Records from a dataset

┌──

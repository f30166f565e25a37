//! Unique identifier types for Vantage entities.

use serde::{Deserialize, Serialize};
use std::fmt;
use uuid::Uuid;

/// The opaque identity of one configuration-tree node.
///
/// The pipeline never inspects a node directly; all navigation goes through
/// the [`ConfigTree`](crate::traits::ConfigTree) collaborator keyed by this id.
#[derive(Debug, Clone, Copy, PartialEq, Eq, Hash, Serialize, Deserialize)]
#[serde(transparent)]
pub struct NodeId(Uuid);

impl NodeId {
    /// Create a new random ID
    pub fn new() -> Self {
        Self(Uuid::new_v4())
    }

    /// Create an ID from a UUID
    pub fn from_uuid(uuid: Uuid) -> Self {
        Self(uuid)
    }

    /// Get the inner UUID
    pub fn as_uuid(&self) -> &Uuid {
        &self.0
    }

    /// Parse from a string
    pub fn parse(s: &str) -> Result<Self, uuid::Error> {
        Ok(Self(Uuid::parse_str(s)?))
    }
}

impl Default for NodeId {
    fn default() -> Self {
        Self::new()
    }
}

impl fmt::Display for NodeId {
    fn fmt(&self, f: &mut fmt::Formatter<'_>) -> fmt::Result {
        write!(f, "{}", self.0)
    }
}

impl From<Uuid> for NodeId {
    fn from(uuid: Uuid) -> Self {
        Self(uuid)
    }
}

impl std::str::FromStr for NodeId {
    type Err = uuid::Error;

    fn from_str(s: &str) -> Result<Self, Self::Err> {
        Self::parse(s)
    }
}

└──

**WHAT THE EXERCISE ASKS:** Where the string "serde" appears in a line of the entries above, return that line.

**RESULT BELOW:**
use serde::{Deserialize, Serialize};
#[serde(transparent)]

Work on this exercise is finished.